Segment Start: Given records
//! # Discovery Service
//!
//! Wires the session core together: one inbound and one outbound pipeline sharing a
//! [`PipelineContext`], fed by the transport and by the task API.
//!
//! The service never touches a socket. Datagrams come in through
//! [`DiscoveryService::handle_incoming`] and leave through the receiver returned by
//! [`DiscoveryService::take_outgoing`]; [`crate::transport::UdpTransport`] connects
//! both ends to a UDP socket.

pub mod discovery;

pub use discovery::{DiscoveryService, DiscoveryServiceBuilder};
Segment End: Given records
Segment Start: Given records
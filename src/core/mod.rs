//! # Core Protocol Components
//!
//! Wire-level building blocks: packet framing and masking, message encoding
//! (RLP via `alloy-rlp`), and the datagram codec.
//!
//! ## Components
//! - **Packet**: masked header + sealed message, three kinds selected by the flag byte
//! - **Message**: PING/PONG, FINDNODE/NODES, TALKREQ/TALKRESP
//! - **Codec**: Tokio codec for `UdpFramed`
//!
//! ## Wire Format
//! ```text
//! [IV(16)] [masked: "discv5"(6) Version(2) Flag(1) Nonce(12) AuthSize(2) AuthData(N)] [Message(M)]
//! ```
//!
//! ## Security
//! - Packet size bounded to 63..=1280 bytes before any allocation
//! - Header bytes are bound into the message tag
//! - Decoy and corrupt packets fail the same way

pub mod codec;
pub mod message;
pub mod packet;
Segment End: Given records
→ What needs to be done:
Extract every line above containing the word "Components".

→ Answer area:
//! # Core Protocol Components
//! ## Components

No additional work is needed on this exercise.